▸ SOURCE MATERIAL:
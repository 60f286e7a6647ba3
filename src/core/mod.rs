//! Conversion logic and the abstractions it depends on

pub mod amount;
pub mod config;
pub mod connectivity;
pub mod currency;
pub mod engine;
pub mod log;
pub mod quote;
pub mod state;

// Re-export main types for cleaner imports
pub use connectivity::{ConnectivityMonitor, NetworkStatus};
pub use currency::{CurrencyCode, CurrencyRegistry};
pub use engine::{ConversionEngine, EngineHandle, EngineOptions};
pub use quote::{Quote, QuoteError, QuoteGateway};
pub use state::ConversionState;
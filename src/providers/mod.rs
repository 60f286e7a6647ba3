pub mod fx_rates;
pub mod probe;
pub mod util;

pub use fx_rates::FxRatesGateway;
pub use probe::ProbeConnectivityMonitor;
use crate::core::config::ConnectivityConfig;
use crate::core::connectivity::{ConnectivityMonitor, NetworkStatus, StatusStream};
use anyhow::Context;
use futures::StreamExt;
use reqwest::Url;
use std::time::Duration;
use tokio::net::TcpStream;
use tracing::debug;

/// Reports reachability by periodically opening a TCP connection to the
/// quote host.
pub struct ProbeConnectivityMonitor {
    target: String,
    interval: Duration,
    timeout: Duration,
}

impl ProbeConnectivityMonitor {
    /// `target` is a `host:port` pair.
    pub fn new(target: impl Into<String>, interval: Duration, timeout: Duration) -> Self {
        ProbeConnectivityMonitor {
            target: target.into(),
            interval,
            timeout,
        }
    }

    /// Probes the host serving `base_url`.
    pub fn for_base_url(base_url: &str, config: &ConnectivityConfig) -> anyhow::Result<Self> {
        let url = Url::parse(base_url).with_context(|| format!("Invalid base URL: {base_url}"))?;
        let host = url
            .host_str()
            .with_context(|| format!("Base URL has no host: {base_url}"))?;
        let port = url
            .port_or_known_default()
            .with_context(|| format!("Base URL has no port: {base_url}"))?;
        Ok(Self::new(
            format!("{host}:{port}"),
            Duration::from_secs(config.probe_interval_secs),
            Duration::from_millis(config.probe_timeout_ms),
        ))
    }
}

async fn probe(target: &str, timeout: Duration) -> bool {
    matches!(
        tokio::time::timeout(timeout, TcpStream::connect(target)).await,
        Ok(Ok(_))
    )
}

/// A single failed probe only degrades an available network to `Losing`.
fn next_status(previous: Option<NetworkStatus>, reachable: bool) -> NetworkStatus {
    match (previous, reachable) {
        (_, true) => NetworkStatus::Available,
        (Some(NetworkStatus::Available), false) => NetworkStatus::Losing,
        (Some(NetworkStatus::Losing | NetworkStatus::Lost), false) => NetworkStatus::Lost,
        (None | Some(NetworkStatus::Unavailable), false) => NetworkStatus::Unavailable,
    }
}

impl ConnectivityMonitor for ProbeConnectivityMonitor {
    fn observe(&self) -> StatusStream {
        let (sender, receiver) = futures::channel::mpsc::unbounded();
        let target = self.target.clone();
        let interval = self.interval;
        let timeout = self.timeout;

        tokio::spawn(async move {
            let mut current = None;
            loop {
                let status = next_status(current, probe(&target, timeout).await);
                if current != Some(status) {
                    debug!(%status, target = %target, "Connectivity changed");
                    if sender.unbounded_send(status).is_err() {
                        break;
                    }
                    current = Some(status);
                }
                tokio::time::sleep(interval).await;
                if sender.is_closed() {
                    break;
                }
            }
            debug!(target = %target, "Connectivity probe stopped");
        });

        receiver.boxed()
    }
}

▸ PROBLEM STATEMENT:
Return every line in the records that includes the string "Losing".

▸ SOLUTION FOR THIS TASK:
/// A single failed probe only degrades an available network to `Losing`.
        (Some(NetworkStatus::Available), false) => NetworkStatus::Losing,
        (Some(NetworkStatus::Losing | NetworkStatus::Lost), false) => NetworkStatus::Lost,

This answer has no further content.